Wo sehen Sie Hemmnisse auf diesem Weg?
Plesser: Noch immer werden viele Modelle individuell und ad hoc entwickelt, oft ohne Bezug zu bestehenden Infrastrukturen – als selbstgeschriebener Code auf dem Laptop. Manchmal hören wir sogar den Satz: „Alles, was mich interessiert, kann ich auf meinem Laptop machen.“ Doch eine neue Forschergeneration, geprägt durch internationale Trainingsprogramme und Cloud-basierte Modellplattformen wie EBRAINS, arbeitet vermehrt kooperativ und nutzt verfügbare Werkzeuge als gemeinsame Basis.
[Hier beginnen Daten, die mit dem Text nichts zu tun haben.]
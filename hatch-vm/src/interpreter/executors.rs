use super::Interpreter;
use crate::consts::*;
use crate::error::RuntimeError;
use crate::state::{CompareFlags, ExecuteState};

use hatch_asm::{unpack_mov_operand, Instruction, Opcode, MEMORY_SIZE};

use tracing::trace;

impl Interpreter {
    /// Fetches, decodes and executes one instruction.
    pub fn step(&mut self) -> Result<ExecuteState, RuntimeError> {
        let pc = self.registers[REG_INST] as usize;
        if pc + 1 >= MEMORY_SIZE {
            return Err(RuntimeError::FetchOutOfBounds { address: pc });
        }

        let lead = self.mem_read(pc as u8);
        let operand = self.mem_read(pc as u8 + 1);
        let instruction = Instruction::from_bytes(lead, operand).map_err(|invalid| {
            RuntimeError::UndefinedOpcode {
                byte: invalid.0,
                address: pc as u8,
            }
        })?;

        // The counter advances before dispatch so CALL records the right
        // return address and jumps overwrite a final value.
        self.registers[REG_INST] = (pc as u8).wrapping_add(Instruction::LEN as u8);

        trace!(
            pc,
            %instruction,
            a = self.registers[REG_A],
            b = self.registers[REG_B],
            f = self.registers[REG_F],
            o = self.registers[REG_O],
            stack_depth = self.data_stack.len(),
            "cycle"
        );

        self.execute(instruction)
    }

    fn execute(&mut self, instruction: Instruction) -> Result<ExecuteState, RuntimeError> {
        let flags = instruction.flags();
        let operand = instruction.operand();

        match instruction.op() {
            Opcode::NOP => {}

            Opcode::LDA => {
                self.registers[REG_A] = self.resolve_read(flags, operand)?;
            }

            Opcode::LDB => {
                self.registers[REG_B] = self.resolve_read(flags, operand)?;
            }

            Opcode::FREE => self.free(flags, operand)?,

            Opcode::PRB => self.print_b(),

            Opcode::ADD => self.alu_wrapping(u8::wrapping_add),

            Opcode::HLT => return Ok(ExecuteState::Halt),

            Opcode::PRX => self.print_int(flags, operand)?,

            Opcode::JMP => {
                let target = self.resolve_read(flags, operand)?;
                self.jump(target);
            }

            Opcode::STA => {
                let address = self.effective_address(flags, operand)?;
                self.mem_write(address, self.registers[REG_A]);
            }

            Opcode::STB => {
                let address = self.effective_address(flags, operand)?;
                self.mem_write(address, self.registers[REG_B]);
            }

            Opcode::INC => {
                let address = self.effective_address(flags, operand)?;
                self.mem_write(address, self.mem_read(address).wrapping_add(1));
            }

            Opcode::DEC => {
                let address = self.effective_address(flags, operand)?;
                self.mem_write(address, self.mem_read(address).wrapping_sub(1));
            }

            Opcode::MOV => {
                let (dst, src) = unpack_mov_operand(operand)
                    .map_err(|_| RuntimeError::InvalidMovOperand { operand })?;
                self.registers[dst as usize] = self.registers[src as usize];
            }

            Opcode::CMP => self.latch_compare(),

            Opcode::JE => self.branch(CompareFlags::EQ, flags, operand)?,
            Opcode::JNE => self.branch(CompareFlags::NE, flags, operand)?,
            Opcode::JG => self.branch(CompareFlags::GT, flags, operand)?,
            Opcode::JL => self.branch(CompareFlags::LT, flags, operand)?,
            Opcode::JGE => self.branch(CompareFlags::GE, flags, operand)?,
            Opcode::JLE => self.branch(CompareFlags::LE, flags, operand)?,

            Opcode::NEG => self.alu_wrapping(u8::wrapping_sub),

            Opcode::CALL => self.call(flags, operand)?,

            Opcode::RET => self.ret(flags, operand)?,

            Opcode::PUSH => self.stack_push(operand)?,

            Opcode::POP => self.stack_pop(operand)?,

            Opcode::SAVE => self.save(),

            Opcode::OFF => {
                self.registers[REG_O] = self.resolve_read(flags, operand)?;
            }

            Opcode::MUL => self.alu_wrapping(u8::wrapping_mul),

            Opcode::DIV => self.alu_div()?,

            Opcode::PRC => self.print_char(flags, operand)?,

            Opcode::DUP => self.dup(operand)?,
        }

        Ok(ExecuteState::Proceed)
    }
}

#[cfg(test)]
mod tests {
    use crate::state::Output;
    use crate::Interpreter;

    use hatch_asm::{AddressFlags, Instruction, Opcode};

    fn assemble(instructions: &[Instruction]) -> Vec<u8> {
        instructions.iter().copied().collect()
    }

    #[test]
    fn bare_halt_program_produces_no_output() {
        let image = assemble(&[Instruction::new(Opcode::HLT, 0)]);
        let output = Interpreter::run_image(&image).unwrap();
        assert!(output.is_empty());
    }

    #[test]
    fn add_wraps_and_prints_through_b() {
        let image = assemble(&[
            Instruction::new(Opcode::LDA, 200),
            Instruction::new(Opcode::LDB, 100),
            Instruction::new(Opcode::ADD, 0),
            // Move the sum where PRB can see it.
            Instruction::new(Opcode::MOV, hatch_asm::mov_operand(
                hatch_asm::RegisterId::B,
                hatch_asm::RegisterId::A,
            )),
            Instruction::new(Opcode::PRB, 0),
            Instruction::new(Opcode::HLT, 0),
        ]);

        let output = Interpreter::run_image(&image).unwrap();
        assert_eq!(vec![Output::Int(44)], output);
    }

    #[test]
    fn stack_cells_round_trip_through_push_sta_lda() {
        let image = assemble(&[
            Instruction::new(Opcode::PUSH, 1),
            Instruction::new(Opcode::LDA, 77),
            Instruction::with_flags(Opcode::STA, AddressFlags::STACK, 1),
            Instruction::new(Opcode::LDA, 0),
            Instruction::with_flags(Opcode::LDA, AddressFlags::STACK, 1),
            Instruction::with_flags(Opcode::PRX, AddressFlags::STACK, 1),
            Instruction::new(Opcode::FREE, 1),
            Instruction::new(Opcode::HLT, 0),
        ]);

        let mut vm = Interpreter::new();
        vm.load(&image).unwrap();
        vm.run().unwrap();

        assert_eq!(&[Output::Int(77)], vm.output());
        assert!(vm.data_stack().is_empty());
        assert!(vm.runtime_region_is_clear());
    }

    #[test]
    fn dup_copies_a_length_prefixed_aggregate() {
        // Build [2, 9, 8] on the stack by hand, then duplicate it.
        let image = assemble(&[
            Instruction::new(Opcode::PUSH, 3),
            Instruction::new(Opcode::LDA, 2),
            Instruction::with_flags(Opcode::STA, AddressFlags::STACK, 1),
            Instruction::new(Opcode::OFF, 1),
            Instruction::new(Opcode::LDA, 9),
            Instruction::with_flags(Opcode::STA, AddressFlags::STACK, 1),
            Instruction::new(Opcode::OFF, 2),
            Instruction::new(Opcode::LDA, 8),
            Instruction::with_flags(Opcode::STA, AddressFlags::STACK, 1),
            Instruction::new(Opcode::OFF, 0),
            Instruction::new(Opcode::DUP, 1),
            Instruction::new(Opcode::OFF, 2),
            Instruction::with_flags(Opcode::PRX, AddressFlags::STACK, 1),
            Instruction::new(Opcode::OFF, 0),
            Instruction::new(Opcode::HLT, 0),
        ]);

        let mut vm = Interpreter::new();
        vm.load(&image).unwrap();
        vm.run().unwrap();

        assert_eq!(&[Output::Int(8)], vm.output());
        assert_eq!(2, vm.data_stack().len());
        let copy = vm.data_stack()[1];
        assert_eq!(2, vm.memory()[copy as usize]);
        assert_eq!(9, vm.memory()[copy as usize + 1]);
    }

    #[test]
    fn undefined_reserved_bit_faults() {
        let image = vec![0b0010_0001, 0, 0b0000_0110, 0];
        assert!(Interpreter::run_image(&image).is_err());
    }
}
Vielleicht markiert diese Entwicklung einen Wendepunkt, ab dem sich die Neurowissenschaft von einer Disziplin einzelner Pioniere zu einer kooperativen Großforschung wandelt.
Über PD14
Das PD14-Modell beschreibt die Verschaltung von etwa 77.000 Nervenzellen mit rund 300 Millionen Verbindungen unter einer Fläche von nur einem Quadratmillimeter Gehirnoberfläche. Es besteht aus weniger als 400 Zeilen Python-Code und kann sogar auf modernen Laptops simuliert werden. Das Modell wurde im Sinne offener und nachvollziehbarer Wissenschaft (FAIR-Prinzipien: findable, accessible, interoperable, reusable) in mehreren Varianten veröffentlicht. Eine davon basiert auf der Programmiersprache PyNN und wurde der Forschungsgemeinschaft über die Plattform Open Source Brain zugänglich gemacht. PD14 war sehr erfolgreich: Bis März 2024 wurde es in 52 wissenschaftlichen Arbeiten als Baustein genutzt und über 230-mal zitiert.